_What you should do_. Pull every line containing "clone" from the listing below.

※

#[cfg(test)]
mod tests {
    use super::*;
    use crate::engine::PacketKind;
    use crate::image::ImageFormat;

    fn blank(width: u32, height: u32) -> Image<'static> {
        let mut image = Image::alloc(ImageFormat::I420, width, height, 1).unwrap();
        image.clear();
        image
    }

    #[test]
    fn test_new_derives_config() {
        let encoder = Encoder::new(640, 480, Logger::discard()).unwrap();
        assert_eq!(encoder.state(), SessionState::Open);
        assert_eq!((encoder.width(), encoder.height()), (640, 480));
        assert_eq!(encoder.config().target_bitrate, 1024);
    }

    #[test]
    fn test_forced_keyframe_yields_one_packet() {
        let mut encoder = Encoder::new(320, 240, Logger::discard()).unwrap();
        let image = blank(320, 240);
        let options = EncodeOptions::with_flags(EncodeFlags::FORCE_KEYFRAME);

        let mut packets = encoder.encode_with(&image, 1, options).unwrap();
        let packet = packets.next().unwrap();
        assert_eq!(packet.kind, PacketKind::CompressedFrame);
        assert!(packet.is_keyframe());
        assert_eq!(packet.pts, 1);
        assert!(packets.next().is_none());
        assert!(packets.next().is_none());
    }

    #[test]
    fn test_abandoned_packets_are_discarded() {
        let mut encoder = Encoder::new(16, 16, Logger::discard()).unwrap();
        let image = blank(16, 16);
        drop(encoder.encode(&image, 0).unwrap());

        let packets: Vec<_> = encoder.encode(&image, 1).unwrap().collect();
        assert_eq!(packets.len(), 1);
        assert_eq!(packets[0].pts, 1);
    }

    #[test]
    fn test_rejected_image_reports_detail() {
        let mut encoder = Encoder::new(32, 32, Logger::discard()).unwrap();
        let err = encoder.encode(&blank(16, 16), 0).err().unwrap();

        assert_eq!(err.status(), Some(Status::InvalidParam));
        assert_eq!(encoder.error_message(), Status::InvalidParam.as_str());
        assert!(encoder.error_detail().unwrap().contains("16x16"));

        // A good call clears the recorded failure
        encoder.encode(&blank(32, 32), 1).unwrap();
        assert_eq!(encoder.error_message(), "Success");
        assert!(encoder.error_detail().is_none());
    }

    #[test]
    fn test_freed_image_is_rejected_before_the_engine() {
        let mut encoder = Encoder::new(32, 32, Logger::discard()).unwrap();
        let mut image = blank(32, 32);
        image.free();

        let err = encoder.encode(&image, 0).err().unwrap();
        assert_eq!(err.status(), Some(Status::InvalidParam));
        assert_eq!(encoder.error_message(), Status::InvalidParam.as_str());
        assert!(encoder.error_detail().unwrap().contains("freed"));
        assert_eq!(encoder.state(), SessionState::Open);

        encoder.encode(&blank(32, 32), 1).unwrap();
        assert!(encoder.error_detail().is_none());
    }

    #[test]
    fn test_configure_then_open() {
        let mut encoder =
            Encoder::configure(Encoder::interface(), 64, 64, Logger::discard()).unwrap();
        assert_eq!(encoder.state(), SessionState::Unopened);
        assert!(encoder.encode(&blank(64, 64), 0).is_err());

        encoder.config_mut().unwrap().keyframe_max_dist = 2;
        encoder.open().unwrap();
        assert!(encoder.config_mut().is_none());
        assert!(matches!(
            encoder.open(),
            Err(VpxError::SessionState {
                state: SessionState::Open,
                ..
            })
        ));
    }

    #[test]
    fn test_reconfigure_keeps_last_good_config() {
        let mut encoder = Encoder::new(32, 32, Logger::discard()).unwrap();
        let good = encoder.config().clone();

        let bad = EncoderConfig {
            width: 0,
            ..good.clone()
        };
        assert!(encoder.reconfigure(bad).is_err());
        assert_eq!(encoder.config(), &good);

        let faster = EncoderConfig {
            target_bitrate: good.target_bitrate * 2,
            ..good.clone()
        };
        encoder.reconfigure(faster.clone()).unwrap();
        assert_eq!(encoder.config(), &faster);
    }

    #[test]
    fn test_closed_encoder_rejects_calls() {
        let mut encoder = Encoder::new(16, 16, Logger::discard()).unwrap();
        encoder.close().unwrap();
        encoder.close().unwrap();

        let err = encoder.encode(&blank(16, 16), 0).err().unwrap();
        assert_eq!(err.to_string(), "Cannot encode a session that is closed");
        assert!(encoder.flush().is_err());
        assert!(encoder.reconfigure(EncoderConfig::default()).is_err());
        assert!(encoder.open().is_err());
    }

    #[test]
    fn test_decoder_interface_is_not_an_encoder() {
        let err = Encoder::with_interface(
            interfaces::reference_decoder(),
            16,
            16,
            Logger::discard(),
        )
        .unwrap_err();
        assert!(matches!(
            err,
            VpxError::Capability {
                required: Capabilities::ENCODER,
                ..
            }
        ));
    }

    #[test]
    fn test_from_settings() {
        let settings = SessionSettings::from_json(
            r#"{
                "encoder": { "width": 64, "height": 48, "keyframe_max_dist": 10 },
                "logging": { "enable_file": false }
            }"#,
        )
        .unwrap();
        let encoder = Encoder::from_settings(&settings).unwrap();

        assert_eq!((encoder.width(), encoder.height()), (64, 48));
        assert_eq!(encoder.config().keyframe_max_dist, 10);
        assert_eq!(encoder.config().target_bitrate, 10);
    }

    #[test]
    fn test_flush_is_empty() {
        let mut encoder = Encoder::new(16, 16, Logger::discard()).unwrap();
        encoder.encode(&blank(16, 16), 0).unwrap();
        assert_eq!(encoder.flush().unwrap().count(), 0);
    }
}
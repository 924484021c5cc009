use super::bitstream::FrameHeader;
use super::{MacroblockFrame, rle};
use crate::common::constants::geometry::{DECODER_BUFFER_ALIGN, MACROBLOCK_SIZE};
use crate::engine::{Deadline, DecoderContext, EngineContext, SliceRegion, SliceSink, StreamInfo};
use crate::error::Status;
use crate::image::{Image, ImageFormat, Rect};
use std::collections::VecDeque;

/// Decoder context of the built-in engine.
#[derive(Debug, Default)]
pub struct ReferenceDecoder {
    reference: Option<MacroblockFrame>,
    pending: VecDeque<Image<'static>>,
    info: Option<StreamInfo>,
    detail: Option<String>,
}

impl ReferenceDecoder {
    pub fn new() -> Self {
        Self::default()
    }

    fn fail(&mut self, status: Status, detail: impl Into<String>) -> Status {
        self.detail = Some(detail.into());
        status
    }

    /// Reconstructs one frame, reporting each finished slice to `slices`.
    fn reconstruct(
        &self,
        header: &FrameHeader,
        payload: &[u8],
        mut slices: Option<&mut SliceSink<'_>>,
    ) -> Result<(MacroblockFrame, Image<'static>), (Status, String)> {
        let mut frame = match (&self.reference, header.keyframe) {
            (_, true) => MacroblockFrame::new(header.width, header.height),
            (Some(reference), false) => reference.clone(),
            (None, false) => {
                return Err((
                    Status::CorruptFrame,
                    "inter frame without a reference frame".to_string(),
                ));
            }
        };

        let mut image = Image::alloc(
            ImageFormat::I420,
            frame.coded_width(),
            frame.coded_height(),
            DECODER_BUFFER_ALIGN,
        )
        .map_err(|e| (e.status().unwrap_or(Status::MemError), e.to_string()))?;

        let (width, height) = (frame.width(), frame.height());
        let mut samples = vec![0u8; frame.slice_len()];
        let mut cursor = 0;

        for mb_row in 0..frame.mb_rows() {
            let used = rle::decode(&payload[cursor..], &mut samples)
                .map_err(|status| (status, format!("slice {} truncated", mb_row)))?;
            cursor += used;

            if !header.keyframe {
                for (sample, prev) in samples.iter_mut().zip(frame.slice(mb_row)) {
                    *sample = prev.wrapping_add(*sample);
                }
            }
            frame.write_slice(mb_row, &samples);
            frame.store_slice(mb_row, &mut image);

            if let Some(sink) = slices.as_deref_mut() {
                let top = (mb_row * MACROBLOCK_SIZE) as u32;
                let bottom = ((mb_row + 1) * MACROBLOCK_SIZE).min(height as usize) as u32;
                let region = SliceRegion {
                    valid: Rect::new(0, 0, width, bottom),
                    update: Rect::new(0, top, width, bottom - top),
                };
                sink(&image, region);
            }
        }

        if cursor != payload.len() {
            return Err((
                Status::CorruptFrame,
                format!("{} trailing bytes after last slice", payload.len() - cursor),
            ));
        }

        image
            .set_display_rect(Rect::new(0, 0, width, height))
            .map_err(|e| (Status::CorruptFrame, e.to_string()))?;
        Ok((frame, image))
    }
}

impl EngineContext for ReferenceDecoder {
    fn error_detail(&self) -> Option<&str> {
        self.detail.as_deref()
    }

    fn destroy(&mut self) -> Status {
        self.pending.clear();
        self.reference = None;
        Status::Ok
    }
}

impl DecoderContext for ReferenceDecoder {
    fn decode(
        &mut self,
        data: &[u8],
        _deadline: Deadline,
        slices: Option<&mut SliceSink<'_>>,
    ) -> Status {
        self.pending.clear();
        self.detail = None;

        // Nothing is buffered between calls, so a flush produces nothing.
        if data.is_empty() {
            return Status::Ok;
        }

        let header = match FrameHeader::parse(data) {
            Ok(header) => header,
            Err(status) => return self.fail(status, "malformed frame header"),
        };
        let payload = &data[header.encoded_len()..];

        match self.reconstruct(&header, payload, slices) {
            Ok((frame, image)) => {
                self.info = Some(StreamInfo {
                    width: frame.width(),
                    height: frame.height(),
                    is_keyframe: header.keyframe,
                });
                self.reference = Some(frame);
                if header.show_frame {
                    self.pending.push_back(image);
                }
                Status::Ok
            }
            Err((status, detail)) => self.fail(status, detail),
        }
    }

    fn next_frame(&mut self) -> Option<Image<'static>> {
        self.pending.pop_front()
    }

    fn stream_info(&self) -> Result<StreamInfo, Status> {
        self.info.ok_or(Status::Error)
    }
}

#[cfg(test)]
mod tests {
    use super::*;
    use crate::config::EncoderConfig;
    use crate::engine::reference::ReferenceEncoder;
    use crate::engine::{EncodeFlags, EncoderContext};

    fn encoded(frames: &[Image<'_>]) -> Vec<Vec<u8>> {
        let first = &frames[0];
        let config = EncoderConfig {
            width: first.width(),
            height: first.height(),
            ..EncoderConfig::default()
        };
        let mut enc = ReferenceEncoder::new(&config).unwrap();
        frames
            .iter()
            .map(|image| {
                enc.encode(Some(image), 0, 1, EncodeFlags::empty(), Deadline::REALTIME);
                enc.next_packet().unwrap().data
            })
            .collect()
    }

    fn gradient(width: u32, height: u32, seed: u8) -> Image<'static> {
        let mut image = Image::alloc(ImageFormat::I420, width, height, 1).unwrap();
        for (i, b) in image.data_mut().iter_mut().enumerate() {
            *b = (i as u8).wrapping_mul(7).wrapping_add(seed);
        }
        image
    }

    fn same_pixels(a: &Image<'_>, b: &Image<'_>) -> bool {
        (0..3).all(|p| (0..a.plane_rows(p)).all(|r| a.row(p, r) == b.row(p, r)))
    }

    #[test]
    fn test_decodes_key_and_inter_frames_exactly() {
        let frames = [gradient(40, 24, 0), gradient(40, 24, 3), gradient(40, 24, 200)];
        let mut dec = ReferenceDecoder::new();

        for (source, data) in frames.iter().zip(encoded(&frames)) {
            assert_eq!(dec.decode(&data, Deadline::REALTIME, None), Status::Ok);
            let image = dec.next_frame().unwrap();
            assert!(dec.next_frame().is_none());

            assert_eq!((image.width(), image.height()), (40, 24));
            assert_eq!((image.stored_width(), image.stored_height()), (48, 32));
            assert!(same_pixels(source, &image));
        }
        assert_eq!(
            dec.stream_info(),
            Ok(StreamInfo {
                width: 40,
                height: 24,
                is_keyframe: false
            })
        );
    }

    #[test]
    fn test_slice_callbacks_cover_frame() {
        let frames = [gradient(20, 40, 1)];
        let data = &encoded(&frames)[0];
        let mut regions = Vec::new();
        let mut sink = |_: &Image<'static>, region: SliceRegion| regions.push(region);

        let mut dec = ReferenceDecoder::new();
        assert_eq!(dec.decode(data, Deadline::REALTIME, Some(&mut sink)), Status::Ok);

        assert_eq!(regions.len(), 3);
        assert_eq!(regions[0].update, Rect::new(0, 0, 20, 16));
        assert_eq!(regions[2].update, Rect::new(0, 32, 20, 8));
        assert_eq!(regions[2].valid, Rect::new(0, 0, 20, 40));
    }

    #[test]
    fn test_inter_frame_without_reference() {
        let frames = [gradient(16, 16, 0), gradient(16, 16, 1)];
        let data = encoded(&frames);

        let mut dec = ReferenceDecoder::new();
        assert_eq!(dec.decode(&data[1], Deadline::REALTIME, None), Status::CorruptFrame);
        assert!(dec.error_detail().unwrap().contains("reference"));
        assert!(dec.next_frame().is_none());
        assert_eq!(dec.stream_info(), Err(Status::Error));
    }

    #[test]
    fn test_truncated_and_padded_payloads() {
        let data = &encoded(&[gradient(16, 16, 0)])[0];
        let mut dec = ReferenceDecoder::new();

        assert_eq!(
            dec.decode(&data[..data.len() - 1], Deadline::REALTIME, None),
            Status::CorruptFrame
        );

        let mut padded = data.clone();
        padded.push(0);
        assert_eq!(dec.decode(&padded, Deadline::REALTIME, None), Status::CorruptFrame);
        assert!(dec.error_detail().unwrap().contains("trailing"));

        assert_eq!(dec.decode(&[1, 2], Deadline::REALTIME, None), Status::UnsupBitstream);
    }

    #[test]
    fn test_flush_yields_nothing() {
        let data = &encoded(&[gradient(16, 16, 0)])[0];
        let mut dec = ReferenceDecoder::new();
        dec.decode(data, Deadline::REALTIME, None);
        assert_eq!(dec.decode(&[], Deadline::REALTIME, None), Status::Ok);
        assert!(dec.next_frame().is_none());
    }

    #[test]
    fn test_failed_frame_keeps_reference() {
        let frames = [gradient(16, 16, 0), gradient(16, 16, 5)];
        let data = encoded(&frames);
        let mut dec = ReferenceDecoder::new();
        dec.decode(&data[0], Deadline::REALTIME, None);

        let truncated = &data[1][..data[1].len() - 2];
        assert_eq!(dec.decode(truncated, Deadline::REALTIME, None), Status::CorruptFrame);

        assert_eq!(dec.decode(&data[1], Deadline::REALTIME, None), Status::Ok);
        assert!(same_pixels(&frames[1], &dec.next_frame().unwrap()));
    }
}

※

_Solution for this task_.
        let good = encoder.config().clone();
            ..good.clone()
            ..good.clone()
        encoder.reconfigure(faster.clone()).unwrap();
            (Some(reference), false) => reference.clone(),
        let mut padded = data.clone();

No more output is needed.